Das Wissen aber über Ansteckungsorte und Übertragungswege ist leider begrenzt. Außerdem mutiert dieses Virus nach ihm eigenen Gesetzen. Es ist möglich, dass gegen die übernächste Mutante alle bisher gebrauchten Impfstoffe wirkungslos sind. Dann finge alles wieder von vorne an. Hoffentlich tut es das nicht.

[Lesen Sie auch: Omikron-Mitentdecker Preiser: „Ich bezweifle, dass wir die Pandemie ohne angepassten Impfstoff beenden“ (T+)]

Im seltsamen Kontrast indes zur Vielzahl der Unvorhersehbarkeiten steht die weit verbreitete Neigung zum Fällen endgültiger Urteile. Schulen schließen, harter Lockdown, Impfpflicht für alle: Das fordern die einen. Weder Masken- noch Impfpflicht, die Grundrechte schützen: Das skandieren die anderen.

Zu wenig, zu spät, zu halbherzig trifft auf zu hart, zu unbegründet, zu übergriffig.
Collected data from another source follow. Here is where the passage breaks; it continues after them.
//! Sample persistence
//!
//! The intake pipeline only talks to [`SampleStore`]. Records are append-only:
//! the store assigns ids on insert and offers no update or delete path.

mod memory;
mod schema;
mod sqlite;

pub use memory::MemoryStore;
pub use schema::init_schema;
pub use sqlite::SqliteStore;

use crate::error::StoreError;
use crate::types::{
    EmotionSample, HealthSample, HeartRateSample, NewEmotionSample, NewHealthSample,
    NewHeartRateSample, Table, UserId,
};

pub type StoreResult<T> = Result<T, StoreError>;

/// Window over a table in insertion order, optionally for one user
#[derive(Debug, Clone, Default, PartialEq, Eq)]
pub struct SliceQuery {
    pub user_id: Option<UserId>,
    pub offset: usize,
    pub limit: usize,
}

/// Append-only store for ingested samples
///
/// Implementations must tolerate concurrent callers; each insert is atomic on
/// its own, with no transaction spanning several records.
pub trait SampleStore: Send + Sync {
    fn insert_health(&self, sample: NewHealthSample) -> StoreResult<HealthSample>;

    fn insert_heart_rate(&self, sample: NewHeartRateSample) -> StoreResult<HeartRateSample>;

    fn insert_emotion(&self, sample: NewEmotionSample) -> StoreResult<EmotionSample>;

    /// Health samples ordered by id
    fn health_samples(&self, query: &SliceQuery) -> StoreResult<Vec<HealthSample>>;

    /// Heart-rate samples ordered by id
    fn heart_rate_samples(&self, query: &SliceQuery) -> StoreResult<Vec<HeartRateSample>>;

    /// Emotion samples ordered by id
    fn emotion_samples(&self, query: &SliceQuery) -> StoreResult<Vec<EmotionSample>>;

    /// Number of records in `table`, optionally for one user
    fn count(&self, table: Table, user_id: Option<&UserId>) -> StoreResult<usize>;

    /// Distinct user ids present in `table`, sorted
    fn distinct_user_ids(&self, table: Table) -> StoreResult<Vec<UserId>>;
}
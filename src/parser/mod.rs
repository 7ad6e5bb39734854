//! Sample parsers
//!
//! This module provides parsers that turn one raw, untrusted JSON sample into a
//! validated reading. Parsers are pure: a bad sample yields a
//! [`SampleRejection`], never a panic or a side effect.

mod emotion;
mod numeric;

pub use emotion::{EmotionSampleParser, EmotionSubmission};
pub use numeric::{FieldSet, NumericSampleParser, HEALTH_FIELDS, HEART_RATE_FIELDS};

use serde_json::{Map, Value};

use crate::error::SampleRejection;

/// Trait for per-sample parsers
pub trait SampleParser {
    /// Validated output of a successful parse
    type Reading;

    /// Parse one raw sample
    fn parse(&self, raw: &Value) -> Result<Self::Reading, SampleRejection>;
}

/// Look up a field, treating an explicit `null` as absent
fn present<'a>(sample: &'a Map<String, Value>, key: &str) -> Option<&'a Value> {
    sample.get(key).filter(|v| !v.is_null())
}
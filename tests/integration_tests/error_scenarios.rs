//! Error scenario integration tests
//!
//! Tests failure modes and error handling:
//! 1. Storage failure mid-page rolls the whole page back
//! 2. A failed call can be retried without duplicating rows
//! 3. Validation errors are raised before any write
//! 4. Freshness of a page that was never refreshed

use saush::error::{Error, ErrorCategory};
use saush::freshness::FreshnessPolicy;
use saush::indexer::Indexer;
use saush::models::Page;
use saush::storage::{IndexStore, MemoryIndexStore};

use super::fixtures::{CAT_TEXT, CAT_URL, DOG_TEXT};
use crate::common::sqlite_indexer;

// ============================================================================
// Storage Failures
// ============================================================================

#[test]
fn test_storage_failure_rolls_back_page() {
    let indexer = Indexer::new(MemoryIndexStore::failing_on_stem("mat"));

    let err = indexer.index_page(CAT_URL, CAT_TEXT, None).unwrap_err();

    assert_eq!(err.category(), ErrorCategory::Storage);
    assert!(err.is_recoverable());
    let stats = indexer.store().stats().unwrap();
    assert_eq!(stats.pages, 0);
    assert_eq!(stats.words, 0);
    assert_eq!(stats.locations, 0);
}

#[test]
fn test_failure_leaves_existing_page_untouched() {
    let indexer = Indexer::new(MemoryIndexStore::failing_on_stem("chase"));

    let before = indexer.index_page(CAT_URL, CAT_TEXT, Some("Cats")).unwrap();
    indexer
        .index_page(CAT_URL, DOG_TEXT, Some("Dogs"))
        .unwrap_err();

    let after = indexer.store().find_page(CAT_URL).unwrap().unwrap();
    assert_eq!(after, before);
    assert_eq!(indexer.store().locations_for_page(&after).unwrap().len(), 3);
}

#[test]
fn test_retry_after_failure_does_not_duplicate() {
    let failing = Indexer::new(MemoryIndexStore::failing_on_stem("sat"));
    assert!(failing.index_page(CAT_URL, CAT_TEXT, None).is_err());

    let (_dir, indexer) = sqlite_indexer();
    indexer.index_page(CAT_URL, CAT_TEXT, None).unwrap();
    indexer.index_page(CAT_URL, CAT_TEXT, None).unwrap();

    let stats = indexer.store().stats().unwrap();
    assert_eq!(stats.pages, 1);
    assert_eq!(stats.words, 3);
}

// ============================================================================
// Validation
// ============================================================================

#[test]
fn test_blank_url_rejected_before_write() {
    let (_dir, indexer) = sqlite_indexer();

    let err = indexer.index_page("   ", CAT_TEXT, None).unwrap_err();

    assert!(matches!(err, Error::Validation(_)));
    assert!(!err.is_recoverable());
    assert_eq!(indexer.store().stats().unwrap().pages, 0);
}

#[test]
fn test_unsaved_page_rejected_for_occurrence() {
    let (_dir, indexer) = sqlite_indexer();
    let mut word = indexer.store().resolve_word("cat").unwrap().into_inner();

    let err = indexer
        .store()
        .record_occurrence(&mut word, &Page::new(CAT_URL), 0)
        .unwrap_err();

    assert_eq!(err.category(), ErrorCategory::Validation);
    assert!(!word.is_persisted());
}

// ============================================================================
// Freshness Preconditions
// ============================================================================

#[test]
fn test_age_of_never_refreshed_page() {
    let (_dir, indexer) = sqlite_indexer();

    // Saved without a refresh, so updated_at stays empty
    let mut page = indexer.store().resolve_page(CAT_URL).unwrap().into_inner();
    indexer.store().save_page(&mut page).unwrap();

    let policy = FreshnessPolicy::default();
    let err = policy.age(&page).unwrap_err();
    assert_eq!(err.category(), ErrorCategory::Precondition);
    assert!(!policy.is_fresh(&page));
    assert!(indexer.needs_crawl(CAT_URL).unwrap());
}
Je schwankender der Urteilsgrund, desto energischer wird die eigene Position verteidigt.

„Ein Fanatiker, ein Schurke und ein äußerst gefährlicher Mensch“

Vom polnischen Dichter Czeslaw Milosz, der 1980 den Nobelpreis für Literatur erhalten hatte, stammt die Geschichte „Ein alter Jude aus Galizien“.

Darin heißt es: „Wenn jemand zu 55 Prozent recht hat, dann ist das gut, und es hat keinen Sinn, darüber zu streiten. Und wenn jemand zu 60 Prozent recht hat, dann ist das wunderbar, ein großes Glück, und Gott sei gedankt dafür. Aber was ist, wenn jemand zu 75 Prozent recht hat? Kluge Leute sagen, das sei verdächtig. Nun gut, wie ist es dann, wenn jemand zu 100 Prozent recht hat? Wer auch immer sagt, dass er zu 100 Prozent recht hat, ist ein Fanatiker, ein Schurke und ein äußerst gefährlicher Mensch.“

Auf Corona war niemand vorbereitet. Es folgten Irrtümer und Ratlosigkeiten. Politiker aber wollen nicht wankelmütig wirken, sondern Sicherheit ausstrahlen. Alles im Griff. Dabei wissen die meisten Bürger, dass das nicht stimmt. Vielleicht ließe sich das Vertrauen am ehesten wiederherstellen, wenn einer der Verantwortlichen mal öffentlich mit den Achseln zucken würde.